Source records:
* * *

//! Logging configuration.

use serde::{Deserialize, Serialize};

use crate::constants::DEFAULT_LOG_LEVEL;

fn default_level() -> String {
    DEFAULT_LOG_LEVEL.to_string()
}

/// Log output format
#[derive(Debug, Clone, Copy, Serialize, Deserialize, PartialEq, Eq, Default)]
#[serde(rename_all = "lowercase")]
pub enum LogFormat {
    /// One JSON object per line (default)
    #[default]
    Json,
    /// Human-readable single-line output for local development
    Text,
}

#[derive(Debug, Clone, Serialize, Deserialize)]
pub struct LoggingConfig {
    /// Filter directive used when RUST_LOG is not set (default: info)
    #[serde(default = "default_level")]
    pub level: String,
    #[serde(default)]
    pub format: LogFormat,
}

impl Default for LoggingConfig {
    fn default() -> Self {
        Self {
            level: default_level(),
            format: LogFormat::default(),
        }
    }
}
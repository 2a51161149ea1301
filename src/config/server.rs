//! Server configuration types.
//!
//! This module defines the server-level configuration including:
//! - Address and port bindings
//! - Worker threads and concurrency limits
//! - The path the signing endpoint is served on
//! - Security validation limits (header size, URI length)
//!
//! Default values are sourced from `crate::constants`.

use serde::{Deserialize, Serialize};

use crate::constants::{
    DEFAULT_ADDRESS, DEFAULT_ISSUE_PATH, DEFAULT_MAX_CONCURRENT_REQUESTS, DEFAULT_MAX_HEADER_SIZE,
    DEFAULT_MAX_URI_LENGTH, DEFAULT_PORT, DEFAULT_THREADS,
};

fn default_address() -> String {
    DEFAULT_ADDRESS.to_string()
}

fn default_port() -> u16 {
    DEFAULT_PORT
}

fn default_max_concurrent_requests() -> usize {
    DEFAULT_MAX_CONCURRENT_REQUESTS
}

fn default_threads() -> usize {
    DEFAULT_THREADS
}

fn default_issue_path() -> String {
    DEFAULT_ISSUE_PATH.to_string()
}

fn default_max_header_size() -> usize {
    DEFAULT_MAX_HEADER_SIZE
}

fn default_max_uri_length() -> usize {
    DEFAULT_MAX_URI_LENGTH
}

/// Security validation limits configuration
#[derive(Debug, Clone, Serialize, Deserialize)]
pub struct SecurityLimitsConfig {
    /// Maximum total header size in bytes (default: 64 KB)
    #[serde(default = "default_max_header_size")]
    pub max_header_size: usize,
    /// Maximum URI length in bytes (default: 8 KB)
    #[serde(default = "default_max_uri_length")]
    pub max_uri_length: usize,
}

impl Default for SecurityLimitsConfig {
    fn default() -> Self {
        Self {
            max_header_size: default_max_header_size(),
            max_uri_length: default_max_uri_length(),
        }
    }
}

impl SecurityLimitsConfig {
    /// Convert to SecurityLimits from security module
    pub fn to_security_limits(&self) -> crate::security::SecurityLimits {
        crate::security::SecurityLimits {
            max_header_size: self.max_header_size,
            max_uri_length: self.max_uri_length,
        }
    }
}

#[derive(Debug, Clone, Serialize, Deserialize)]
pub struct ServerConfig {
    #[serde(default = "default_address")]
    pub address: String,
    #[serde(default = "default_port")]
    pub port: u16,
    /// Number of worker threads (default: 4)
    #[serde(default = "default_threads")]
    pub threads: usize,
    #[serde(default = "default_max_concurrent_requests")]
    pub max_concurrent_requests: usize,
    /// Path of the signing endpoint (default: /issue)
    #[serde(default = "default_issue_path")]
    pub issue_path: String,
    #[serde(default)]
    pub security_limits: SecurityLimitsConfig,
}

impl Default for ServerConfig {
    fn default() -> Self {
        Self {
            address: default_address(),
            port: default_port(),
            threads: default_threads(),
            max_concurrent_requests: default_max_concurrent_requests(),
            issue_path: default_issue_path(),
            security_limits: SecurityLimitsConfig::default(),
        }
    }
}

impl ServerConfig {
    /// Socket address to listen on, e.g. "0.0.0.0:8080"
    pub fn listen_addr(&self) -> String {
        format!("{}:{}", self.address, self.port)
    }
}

* * *

Exercise objective ▸
Transcribe the full set of records without altering a single character.

Task response ▸
//! Logging configuration.

use serde::{Deserialize, Serialize};

use crate::constants::DEFAULT_LOG_LEVEL;

fn default_level() -> String {
    DEFAULT_LOG_LEVEL.to_string()
}

/// Log output format
#[derive(Debug, Clone, Copy, Serialize, Deserialize, PartialEq, Eq, Default)]
#[serde(rename_all = "lowercase")]
pub enum LogFormat {
    /// One JSON object per line (default)
    #[default]
    Json,
    /// Human-readable single-line output for local development
    Text,
}

#[derive(Debug, Clone, Serialize, Deserialize)]
pub struct LoggingConfig {
    /// Filter directive used when RUST_LOG is not set (default: info)
    #[serde(default = "default_level")]
    pub level: String,
    #[serde(default)]
    pub format: LogFormat,
}

impl Default for LoggingConfig {
    fn default() -> Self {
        Self {
            level: default_level(),
            format: LogFormat::default(),
        }
    }
}
repository 2a51161149ea1301
filename src/config/server.rs
//! Server configuration types.
//!
//! This module defines the server-level configuration including:
//! - Address and port bindings
//! - Worker threads and concurrency limits
//! - The path the signing endpoint is served on
//! - Security validation limits (header size, URI length)
//!
//! Default values are sourced from `crate::constants`.

use serde::{Deserialize, Serialize};

use crate::constants::{
    DEFAULT_ADDRESS, DEFAULT_ISSUE_PATH, DEFAULT_MAX_CONCURRENT_REQUESTS, DEFAULT_MAX_HEADER_SIZE,
    DEFAULT_MAX_URI_LENGTH, DEFAULT_PORT, DEFAULT_THREADS,
};

fn default_address() -> String {
    DEFAULT_ADDRESS.to_string()
}

fn default_port() -> u16 {
    DEFAULT_PORT
}

fn default_max_concurrent_requests() -> usize {
    DEFAULT_MAX_CONCURRENT_REQUESTS
}

fn default_threads() -> usize {
    DEFAULT_THREADS
}

fn default_issue_path() -> String {
    DEFAULT_ISSUE_PATH.to_string()
}

fn default_max_header_size() -> usize {
    DEFAULT_MAX_HEADER_SIZE
}

fn default_max_uri_length() -> usize {
    DEFAULT_MAX_URI_LENGTH
}

/// Security validation limits configuration
#[derive(Debug, Clone, Serialize, Deserialize)]
pub struct SecurityLimitsConfig {
    /// Maximum total header size in bytes (default: 64 KB)
    #[serde(default = "default_max_header_size")]
    pub max_header_size: usize,
    /// Maximum URI length in bytes (default: 8 KB)
    #[serde(default = "default_max_uri_length")]
    pub max_uri_length: usize,
}

impl Default for SecurityLimitsConfig {
    fn default() -> Self {
        Self {
            max_header_size: default_max_header_size(),
            max_uri_length: default_max_uri_length(),
        }
    }
}

impl SecurityLimitsConfig {
    /// Convert to SecurityLimits from security module
    pub fn to_security_limits(&self) -> crate::security::SecurityLimits {
        crate::security::SecurityLimits {
            max_header_size: self.max_header_size,
            max_uri_length: self.max_uri_length,
        }
    }
}

#[derive(Debug, Clone, Serialize, Deserialize)]
pub struct ServerConfig {
    #[serde(default = "default_address")]
    pub address: String,
    #[serde(default = "default_port")]
    pub port: u16,
    /// Number of worker threads (default: 4)
    #[serde(default = "default_threads")]
    pub threads: usize,
    #[serde(default = "default_max_concurrent_requests")]
    pub max_concurrent_requests: usize,
    /// Path of the signing endpoint (default: /issue)
    #[serde(default = "default_issue_path")]
    pub issue_path: String,
    #[serde(default)]
    pub security_limits: SecurityLimitsConfig,
}

impl Default for ServerConfig {
    fn default() -> Self {
        Self {
            address: default_address(),
            port: default_port(),
            threads: default_threads(),
            max_concurrent_requests: default_max_concurrent_requests(),
            issue_path: default_issue_path(),
            security_limits: SecurityLimitsConfig::default(),
        }
    }
}

impl ServerConfig {
    /// Socket address to listen on, e.g. "0.0.0.0:8080"
    pub fn listen_addr(&self) -> String {
        format!("{}:{}", self.address, self.port)
    }
}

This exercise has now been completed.